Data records
'''
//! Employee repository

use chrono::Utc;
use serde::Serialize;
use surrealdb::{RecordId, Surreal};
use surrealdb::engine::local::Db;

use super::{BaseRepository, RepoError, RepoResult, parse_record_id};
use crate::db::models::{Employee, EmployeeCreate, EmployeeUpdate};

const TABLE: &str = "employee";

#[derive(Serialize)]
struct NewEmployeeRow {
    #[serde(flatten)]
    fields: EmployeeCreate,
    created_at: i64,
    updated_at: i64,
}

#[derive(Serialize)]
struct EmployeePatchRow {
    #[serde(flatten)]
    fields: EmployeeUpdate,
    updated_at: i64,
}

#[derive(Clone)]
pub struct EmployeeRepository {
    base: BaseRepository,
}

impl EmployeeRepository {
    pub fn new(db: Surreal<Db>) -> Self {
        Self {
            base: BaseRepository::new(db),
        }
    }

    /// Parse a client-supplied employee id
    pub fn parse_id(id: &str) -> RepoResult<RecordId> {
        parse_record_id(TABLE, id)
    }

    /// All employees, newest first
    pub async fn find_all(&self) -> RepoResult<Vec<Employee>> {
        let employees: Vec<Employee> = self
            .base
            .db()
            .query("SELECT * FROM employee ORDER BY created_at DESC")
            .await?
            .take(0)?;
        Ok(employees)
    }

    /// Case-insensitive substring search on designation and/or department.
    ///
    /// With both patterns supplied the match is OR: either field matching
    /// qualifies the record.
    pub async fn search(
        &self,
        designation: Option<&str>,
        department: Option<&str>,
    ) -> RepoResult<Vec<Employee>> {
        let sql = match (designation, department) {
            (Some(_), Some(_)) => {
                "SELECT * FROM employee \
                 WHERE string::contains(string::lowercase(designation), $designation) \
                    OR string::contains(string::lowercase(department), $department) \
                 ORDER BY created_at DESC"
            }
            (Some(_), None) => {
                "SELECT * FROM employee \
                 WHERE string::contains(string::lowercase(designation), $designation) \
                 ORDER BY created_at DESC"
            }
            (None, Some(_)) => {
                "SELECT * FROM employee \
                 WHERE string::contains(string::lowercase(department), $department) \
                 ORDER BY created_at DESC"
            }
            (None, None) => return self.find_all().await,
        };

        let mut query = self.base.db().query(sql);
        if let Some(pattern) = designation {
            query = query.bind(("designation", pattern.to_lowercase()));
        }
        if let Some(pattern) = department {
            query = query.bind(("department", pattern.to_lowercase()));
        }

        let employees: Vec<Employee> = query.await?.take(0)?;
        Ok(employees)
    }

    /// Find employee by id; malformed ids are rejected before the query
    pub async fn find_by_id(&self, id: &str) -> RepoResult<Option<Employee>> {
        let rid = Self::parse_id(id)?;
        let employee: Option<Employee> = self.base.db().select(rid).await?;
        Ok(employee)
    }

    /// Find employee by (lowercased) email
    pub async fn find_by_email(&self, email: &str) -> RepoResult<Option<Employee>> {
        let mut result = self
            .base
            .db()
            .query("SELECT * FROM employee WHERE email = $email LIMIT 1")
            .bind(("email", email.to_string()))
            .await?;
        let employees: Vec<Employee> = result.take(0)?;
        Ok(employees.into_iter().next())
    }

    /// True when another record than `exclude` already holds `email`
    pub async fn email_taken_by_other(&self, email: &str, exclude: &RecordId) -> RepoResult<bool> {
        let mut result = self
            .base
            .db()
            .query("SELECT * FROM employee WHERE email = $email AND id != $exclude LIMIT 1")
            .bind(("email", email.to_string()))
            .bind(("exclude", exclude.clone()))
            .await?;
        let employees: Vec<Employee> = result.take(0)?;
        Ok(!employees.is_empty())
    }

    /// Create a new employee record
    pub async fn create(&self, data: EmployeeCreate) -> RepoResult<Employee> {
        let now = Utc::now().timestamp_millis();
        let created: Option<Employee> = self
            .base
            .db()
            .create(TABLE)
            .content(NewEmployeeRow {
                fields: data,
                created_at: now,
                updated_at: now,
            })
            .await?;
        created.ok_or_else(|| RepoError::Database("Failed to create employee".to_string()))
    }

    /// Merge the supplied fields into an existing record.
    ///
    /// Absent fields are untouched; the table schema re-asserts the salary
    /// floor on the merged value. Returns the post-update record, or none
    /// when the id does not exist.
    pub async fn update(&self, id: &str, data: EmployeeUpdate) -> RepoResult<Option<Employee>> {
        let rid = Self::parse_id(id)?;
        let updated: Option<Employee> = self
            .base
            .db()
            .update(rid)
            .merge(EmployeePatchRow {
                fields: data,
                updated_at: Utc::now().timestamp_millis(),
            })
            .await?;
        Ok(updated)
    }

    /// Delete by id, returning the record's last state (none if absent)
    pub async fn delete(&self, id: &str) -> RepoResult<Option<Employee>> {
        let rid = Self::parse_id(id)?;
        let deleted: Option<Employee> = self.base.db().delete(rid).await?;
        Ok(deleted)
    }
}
'''
'''
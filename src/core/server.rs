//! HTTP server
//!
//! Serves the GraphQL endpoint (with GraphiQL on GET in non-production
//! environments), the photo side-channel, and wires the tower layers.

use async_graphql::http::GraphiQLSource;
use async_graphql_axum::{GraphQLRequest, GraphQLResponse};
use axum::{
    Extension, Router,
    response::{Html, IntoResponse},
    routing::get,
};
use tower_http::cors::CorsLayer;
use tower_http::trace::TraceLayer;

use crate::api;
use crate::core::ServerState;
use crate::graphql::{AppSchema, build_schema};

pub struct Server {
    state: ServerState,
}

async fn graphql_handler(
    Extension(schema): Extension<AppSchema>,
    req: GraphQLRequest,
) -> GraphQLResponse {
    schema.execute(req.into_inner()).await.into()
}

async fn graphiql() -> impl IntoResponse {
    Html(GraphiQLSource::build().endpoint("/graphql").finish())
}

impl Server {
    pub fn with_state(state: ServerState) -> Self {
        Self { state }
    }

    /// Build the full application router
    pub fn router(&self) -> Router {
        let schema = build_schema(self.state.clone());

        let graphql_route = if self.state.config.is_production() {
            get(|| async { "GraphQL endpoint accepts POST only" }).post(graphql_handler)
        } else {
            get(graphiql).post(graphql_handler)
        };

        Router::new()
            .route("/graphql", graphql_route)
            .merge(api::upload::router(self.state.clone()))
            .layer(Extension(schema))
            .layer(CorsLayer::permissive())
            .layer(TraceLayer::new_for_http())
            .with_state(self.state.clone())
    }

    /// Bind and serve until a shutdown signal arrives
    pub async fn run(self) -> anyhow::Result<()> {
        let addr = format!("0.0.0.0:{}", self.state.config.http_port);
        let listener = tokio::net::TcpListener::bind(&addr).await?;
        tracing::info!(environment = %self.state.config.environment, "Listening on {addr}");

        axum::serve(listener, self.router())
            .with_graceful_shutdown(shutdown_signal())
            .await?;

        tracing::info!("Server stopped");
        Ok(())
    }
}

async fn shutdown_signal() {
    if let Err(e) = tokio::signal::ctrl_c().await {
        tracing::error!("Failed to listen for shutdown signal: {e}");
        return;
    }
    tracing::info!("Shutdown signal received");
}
'''
▶ _ACTIVITY_
The answer must consist of every line in the records above that contains the word "struct".

▶ _EXPECTED ANSWER_
struct NewEmployeeRow {
struct EmployeePatchRow {
pub struct EmployeeRepository {
pub struct Server {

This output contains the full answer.